Results: A total of 527,513 individuals received the first dose of the JCOVDEN. Almost all administration of JCOVDEN occurred in Q2-Q3 2021 (98%). More than 80% of the COVID-19 vaccines administered in 2021 were mRNA vaccines. The relative use of the different COVID-19 vaccine brands was consistent with that reported by the European Centre for Disease Prevention and Control (ECDC). In VID and SIDIAP, JCOVDEN was administered more frequently in individuals aged 40-49 years. Around 55% of JCOVDEN vaccinees were females. Most individuals with a first dose of JCOVDEN received a booster dose with one of the mRNA vaccines about 6 months later. For PHARMO, only vaccine uptake and follow-up data were available for this first feasibility assessment.
In SIDIAP and VID, the unadjusted IRs for most assessed AESIs were consistent with those expected from the background IRs reported in the ACCESS study.
Conclusions: This feasibility analysis showed that the planned PASS is feasible but faces limitations (e.g., the number of persons who received JCOVDEN, channelling of COVID-vaccines over time to different age groups and heterologous schemes) that will be considered by design during the full implementation of the safety study.
Capacity for Identifying Janssen Ad26.COV2.S COVID-19 Vaccination in Four US Health Insurance and State Immunization Information System Databases: Preparation for a Post Authorization Safety Study
Fuller CC, Kawai AT, Haynes K... ICPE 2022
Incomplete capture of COVID-19 vaccination in claims data can lead to misclassification of vaccination status in studies using real world data. As COVID-19 vaccine administration may occur without reimbursement from payers, the capture in claims data of vaccine exposure information needed for vaccine safety studies is not currently well understood.
Objective: To assess capacity for identifying health insurance plan enrollees with Janssen Ad26.COV2.S COVID-19 vaccination within 4 US health insurance databases in preparation for an observational post-authorization safety study (PASS).
Methods: Research partners provided A26.COV2.S counts of vaccinees in May 2021, which included demographic characteristics of vaccinees and source of exposure information as recorded in claims. Partners also provided monthly counts from October 2021 through January 2022 and responded to surveys in May 2021 and November 2021. The surveys included information regarding COVID-19 vaccine capture and timeliness in claims data, and potential linkages to states’ Immunization Information Systems (IISs).
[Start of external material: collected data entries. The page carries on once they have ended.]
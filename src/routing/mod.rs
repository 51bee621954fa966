//! Routing subsystem.
//!
//! # Data Flow
//! ```text
//! Module path (unescaped)
//!     → router.rs (ordered route scan)
//!     → matcher.rs (anchored glob match)
//!     → Return: matched RouteEntry or NoMatch
//!
//! Route Compilation (at startup):
//!     RepoConfig[]
//!     → Compile globs to anchored regexes
//!     → Attach one repository backend per entry
//!     → Freeze as immutable PatternRouter
//! ```
//!
//! # Design Decisions
//! - Routes compiled at startup, immutable at runtime
//! - Bad patterns fail at load time, never at lookup
//! - Deterministic: same input always matches same route
//! - First match wins (configuration order)

pub mod matcher;
pub mod router;

pub use router::{PatternRouter, RouteEntry, RouteError};
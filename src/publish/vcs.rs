//! Version-control collaborator.
//!
//! # Responsibilities
//! - Find the root of the checkout containing a directory
//! - Read the commit timestamp of a tag or ref
//! - Export the tracked tree at a ref
//!
//! # Design Decisions
//! - The tree is exported from history (`git archive`), never read from
//!   the working copy, so uncommitted edits cannot leak into a release
//! - Paths in an exported tree are `/`-separated and relative to the root

use std::io::{Cursor, Read};
use std::path::{Path, PathBuf};
use std::process::Output;

use async_trait::async_trait;
use thiserror::Error;
use tokio::process::Command;

/// Errors from the version-control tool.
#[derive(Debug, Error)]
pub enum VcsError {
    #[error("{} is not under version control: {message}", .dir.display())]
    Unavailable { dir: PathBuf, message: String },

    #[error("revision {revision} not found: {message}")]
    RevisionNotFound { revision: String, message: String },

    #[error("failed to run {program}: {source}")]
    Spawn {
        program: String,
        #[source]
        source: std::io::Error,
    },

    #[error("unexpected output from `git {command}`: {output}")]
    UnexpectedOutput { command: &'static str, output: String },

    #[error("failed to read exported tree: {0}")]
    Export(#[source] std::io::Error),
}

/// One tracked file at a given revision.
#[derive(Debug, Clone, PartialEq, Eq)]
pub struct TreeFile {
    /// Path relative to the checkout root, `/`-separated.
    pub path: String,
    pub contents: Vec<u8>,
}

impl TreeFile {
    pub fn new(path: impl Into<String>, contents: impl Into<Vec<u8>>) -> Self {
        Self {
            path: path.into(),
            contents: contents.into(),
        }
    }
}

/// Version-control operations needed to cut a release.
#[async_trait]
pub trait Vcs: Send + Sync {
    /// Root directory of the checkout containing `dir`.
    async fn root_path(&self, dir: &Path) -> Result<PathBuf, VcsError>;

    /// Commit time of `revision`, in seconds since the Unix epoch.
    async fn commit_timestamp(&self, root: &Path, revision: &str) -> Result<i64, VcsError>;

    /// Every tracked file at `revision`, relative to `root`.
    async fn export_tree(&self, root: &Path, revision: &str) -> Result<Vec<TreeFile>, VcsError>;
}

/// `git` on the PATH (or an explicit binary).
#[derive(Debug, Clone)]
pub struct GitCli {
    program: PathBuf,
}

impl GitCli {
    pub fn new() -> Self {
        Self::with_program("git")
    }

    /// Use a specific git binary.
    pub fn with_program(program: impl Into<PathBuf>) -> Self {
        Self {
            program: program.into(),
        }
    }

    async fn run(&self, dir: &Path, args: &[&str]) -> Result<Output, VcsError> {
        tracing::debug!(dir = %dir.display(), args = ?args, "Running git");
        Command::new(&self.program)
            .args(args)
            .current_dir(dir)
            .kill_on_drop(true)
            .output()
            .await
            .map_err(|source| VcsError::Spawn {
                program: self.program.display().to_string(),
                source,
            })
    }
}

impl Default for GitCli {
    fn default() -> Self {
        Self::new()
    }
}

fn stderr_of(output: &Output) -> String {
    String::from_utf8_lossy(&output.stderr).trim().to_string()
}

#[async_trait]
impl Vcs for GitCli {
    async fn root_path(&self, dir: &Path) -> Result<PathBuf, VcsError> {
        let output = self.run(dir, &["rev-parse", "--show-toplevel"]).await?;
        if !output.status.success() {
            return Err(VcsError::Unavailable {
                dir: dir.to_path_buf(),
                message: stderr_of(&output),
            });
        }

        let root = String::from_utf8_lossy(&output.stdout).trim().to_string();
        if root.is_empty() {
            return Err(VcsError::UnexpectedOutput {
                command: "rev-parse",
                output: root,
            });
        }
        Ok(PathBuf::from(root))
    }

    async fn commit_timestamp(&self, root: &Path, revision: &str) -> Result<i64, VcsError> {
        // Peel annotated tags so only the commit line is printed.
        let commit = format!("{revision}^{{commit}}");
        let output = self
            .run(root, &["show", "--no-patch", "--format=%ct", &commit, "--"])
            .await?;
        if !output.status.success() {
            return Err(VcsError::RevisionNotFound {
                revision: revision.to_string(),
                message: stderr_of(&output),
            });
        }

        let stdout = String::from_utf8_lossy(&output.stdout);
        let line = stdout.lines().map(str::trim).rfind(|l| !l.is_empty()).unwrap_or("");
        line.parse().map_err(|_| VcsError::UnexpectedOutput {
            command: "show",
            output: stdout.trim().to_string(),
        })
    }

    async fn export_tree(&self, root: &Path, revision: &str) -> Result<Vec<TreeFile>, VcsError> {
        let output = self
            .run(root, &["archive", "--format=tar", revision])
            .await?;
        if !output.status.success() {
            return Err(VcsError::RevisionNotFound {
                revision: revision.to_string(),
                message: stderr_of(&output),
            });
        }

        let files = read_tar(&output.stdout).map_err(VcsError::Export)?;
        tracing::debug!(revision = %revision, files = files.len(), "Exported tree");
        Ok(files)
    }
}

/// Regular files from a tar stream. Directories, links and pax headers
/// are skipped.
pub fn read_tar(data: &[u8]) -> std::io::Result<Vec<TreeFile>> {
    let mut archive = tar::Archive::new(Cursor::new(data));
    let mut files = Vec::new();

    for entry in archive.entries()? {
        let mut entry = entry?;
        if !entry.header().entry_type().is_file() {
            continue;
        }

        let path = entry
            .path()?
            .components()
            .map(|c| c.as_os_str().to_string_lossy().into_owned())
            .collect::<Vec<_>>()
            .join("/");

        let mut contents = Vec::with_capacity(entry.size() as usize);
        entry.read_to_end(&mut contents)?;
        files.push(TreeFile { path, contents });
    }

    Ok(files)
}

#[cfg(test)]
mod tests {
    use super::*;

    fn tar_of(entries: &[(&str, &[u8])]) -> Vec<u8> {
        let mut builder = tar::Builder::new(Vec::new());
        for (path, contents) in entries {
            let mut header = tar::Header::new_gnu();
            header.set_size(contents.len() as u64);
            header.set_mode(0o644);
            header.set_cksum();
            builder.append_data(&mut header, path, *contents).unwrap();
        }
        builder.into_inner().unwrap()
    }

    #[test]
    fn test_read_tar_regular_files() {
        let data = tar_of(&[("go.mod", b"module example.com/m\n"), ("pkg/a.go", b"package pkg\n")]);
        let files = read_tar(&data).unwrap();
        assert_eq!(
            files,
            vec![
                TreeFile::new("go.mod", "module example.com/m\n"),
                TreeFile::new("pkg/a.go", "package pkg\n"),
            ]
        );
    }

    #[test]
    fn test_read_tar_skips_directories() {
        let mut builder = tar::Builder::new(Vec::new());
        let mut dir = tar::Header::new_gnu();
        dir.set_entry_type(tar::EntryType::Directory);
        dir.set_size(0);
        dir.set_mode(0o755);
        dir.set_cksum();
        builder.append_data(&mut dir, "pkg/", std::io::empty()).unwrap();
        let data = builder.into_inner().unwrap();

        assert!(read_tar(&data).unwrap().is_empty());
    }

    /// Run git in `dir` isolated from user config, committing as of `date`.
    #[cfg(unix)]
    fn git(dir: &Path, date: &str, args: &[&str]) -> bool {
        std::process::Command::new("git")
            .args(["-c", "user.name=modgate", "-c", "user.email=modgate@example.com"])
            .args(["-c", "commit.gpgsign=false", "-c", "tag.gpgsign=false"])
            .args(args)
            .current_dir(dir)
            .env("GIT_CONFIG_GLOBAL", "/dev/null")
            .env("GIT_CONFIG_NOSYSTEM", "1")
            .env("GIT_AUTHOR_DATE", date)
            .env("GIT_COMMITTER_DATE", date)
            .output()
            .map(|o| o.status.success())
            .unwrap_or(false)
    }

    #[cfg(unix)]
    #[tokio::test]
    async fn test_git_checkout_with_annotated_tag() {
        let repo = tempfile::tempdir().unwrap();
        let dir = repo.path();
        if !git(dir, "1700000000 +0000", &["init", "-q"]) {
            // No usable git on this machine.
            return;
        }
        std::fs::create_dir_all(dir.join("pkg")).unwrap();
        std::fs::write(dir.join("go.mod"), "module example.com/m\n").unwrap();
        std::fs::write(dir.join("pkg/a.go"), "package pkg\n").unwrap();
        assert!(git(dir, "1700000000 +0000", &["add", "."]));
        assert!(git(dir, "1700000000 +0000", &["commit", "-q", "-m", "init"]));
        // The tag object is newer than the commit; only the commit time counts.
        assert!(git(dir, "1800000000 +0000", &["tag", "-a", "v1.0.0", "-m", "release"]));

        let cli = GitCli::new();
        let root = cli.root_path(&dir.join("pkg")).await.unwrap();
        assert_eq!(
            std::fs::canonicalize(&root).unwrap(),
            std::fs::canonicalize(dir).unwrap()
        );

        assert_eq!(cli.commit_timestamp(&root, "v1.0.0").await.unwrap(), 1_700_000_000);

        let mut files = cli.export_tree(&root, "v1.0.0").await.unwrap();
        files.sort_by(|a, b| a.path.cmp(&b.path));
        assert_eq!(
            files,
            vec![
                TreeFile::new("go.mod", "module example.com/m\n"),
                TreeFile::new("pkg/a.go", "package pkg\n"),
            ]
        );

        let err = cli.commit_timestamp(&root, "v9.9.9").await.unwrap_err();
        assert!(matches!(err, VcsError::RevisionNotFound { ref revision, .. } if revision == "v9.9.9"));
        let err = cli.export_tree(&root, "v9.9.9").await.unwrap_err();
        assert!(matches!(err, VcsError::RevisionNotFound { .. }));
    }

    #[tokio::test]
    async fn test_missing_binary_is_spawn_error() {
        let git = GitCli::with_program("/nonexistent/modgate-test-git");
        let dir = tempfile::tempdir().unwrap();
        let err = git.root_path(dir.path()).await.unwrap_err();
        assert!(matches!(err, VcsError::Spawn { .. }));
    }
}
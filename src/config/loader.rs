//! Configuration loading from disk.

use std::fs;
use std::path::{Path, PathBuf};

use thiserror::Error;

use crate::config::schema::ProxyConfig;
use crate::config::validation::{validate_config, ValidationError};

/// File name searched for in the working directory and its ancestors.
pub const DEFAULT_CONFIG_NAME: &str = ".modgate.toml";

/// Environment variable naming an explicit configuration file.
pub const CONFIG_ENV: &str = "MODGATE_CONFIG";

/// Error type for configuration loading.
#[derive(Debug, Error)]
pub enum ConfigError {
    #[error("config file not found: .modgate.toml (searched from {})", .0.display())]
    NotFound(PathBuf),

    #[error("IO error reading {}: {source}", .path.display())]
    Io {
        path: PathBuf,
        #[source]
        source: std::io::Error,
    },

    #[error("parse error in {}: {source}", .path.display())]
    Parse {
        path: PathBuf,
        #[source]
        source: toml::de::Error,
    },

    #[error("validation failed: {}", join_errors(.0))]
    Validation(Vec<ValidationError>),
}

fn join_errors(errors: &[ValidationError]) -> String {
    errors
        .iter()
        .map(ToString::to_string)
        .collect::<Vec<_>>()
        .join(", ")
}

/// Load and validate configuration from a TOML file.
pub fn load_config(path: &Path) -> Result<ProxyConfig, ConfigError> {
    let content = fs::read_to_string(path).map_err(|source| ConfigError::Io {
        path: path.to_path_buf(),
        source,
    })?;
    parse_config(&content).map_err(|e| match e {
        ConfigError::Parse { source, .. } => ConfigError::Parse {
            path: path.to_path_buf(),
            source,
        },
        other => other,
    })
}

/// Parse and validate configuration text.
pub fn parse_config(content: &str) -> Result<ProxyConfig, ConfigError> {
    let config: ProxyConfig = toml::from_str(content).map_err(|source| ConfigError::Parse {
        path: PathBuf::new(),
        source,
    })?;

    validate_config(&config).map_err(ConfigError::Validation)?;

    Ok(config)
}

/// Find the nearest config file, starting at `start` and walking up.
pub fn find_config(start: &Path) -> Result<PathBuf, ConfigError> {
    start
        .ancestors()
        .map(|dir| dir.join(DEFAULT_CONFIG_NAME))
        .find(|candidate| candidate.is_file())
        .ok_or_else(|| ConfigError::NotFound(start.to_path_buf()))
}

/// Resolve the config path: explicit argument, then `MODGATE_CONFIG`,
/// then the nearest `.modgate.toml` above `work_dir`.
pub fn resolve_config_path(explicit: Option<&Path>, work_dir: &Path) -> Result<PathBuf, ConfigError> {
    if let Some(path) = explicit {
        return Ok(path.to_path_buf());
    }
    if let Some(path) = std::env::var_os(CONFIG_ENV).filter(|v| !v.is_empty()) {
        return Ok(PathBuf::from(path));
    }
    find_config(work_dir)
}
//! Configuration management subsystem.
//!
//! # Data Flow
//! ```text
//! .modgate.toml (nearest ancestor, --config, or MODGATE_CONFIG)
//!     → loader.rs (locate, parse & deserialize)
//!     → validation.rs (semantic checks)
//!     → ProxyConfig (validated, immutable)
//!     → routing::PatternRouter::from_config
//! ```
//!
//! # Design Decisions
//! - Config is immutable once loaded
//! - All sections have defaults to allow minimal configs
//! - `[[repos]]` is an ordered array: the first matching pattern wins
//! - Validation separates syntactic (serde) from semantic checks

pub mod loader;
pub mod schema;
pub mod validation;

pub use loader::{load_config, ConfigError};
pub use schema::ProxyConfig;
pub use schema::ListenerConfig;
pub use schema::RepoConfig;
pub use schema::{BackendConfig, CodeArtifactConfig};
Results: In May 2021, we identified 350,532 enrollees with Ad26.COV2.S vaccination in claims data; of these 51% were female, 47% were 18-49 years, 36% were 50-64 years, and 17% were ≥65 years. Vaccine administrations were most commonly recorded in claims with national drug codes (58%) followed by vaccine administration codes (30%); 11% of enrollees had multiple sources of information. The majority of vaccination claims (approximately 77%) were recorded in outpatient settings; 17% had no setting identified, 5% occurred in other settings, and only 1% were captured in mass vaccination settings. Pharmacy claims had the shortest lag time (~1 month) and inpatient claims the longest (~6 months). As of the November 2021 survey, 2 of 4 partners were conducting linkage with IISs in 9 states and negotiating with 14 others. Timing and frequency of IIS linkage varied by partner and IIS, but typically occurred either monthly or weekly. The ability to incorporate IIS records into databases is still being determined. By January 2022, we identified 566,891 enrollees with Ad26.COV2.S vaccination.
Conclusions: As the extent of missing COVID-19 vaccine information in claims is still unknown, the potential for exposure misclassification should be considered in the design of vaccine safety studies. An active comparator design and a self-controlled risk interval design are planned to be used in this US PASS to overcome potential misclassification of unexposed vaccination status. Ongoing work includes assessment of Ad26.COV2.S vaccine uptake in the insurers’ databases and the ability to incorporate IIS records.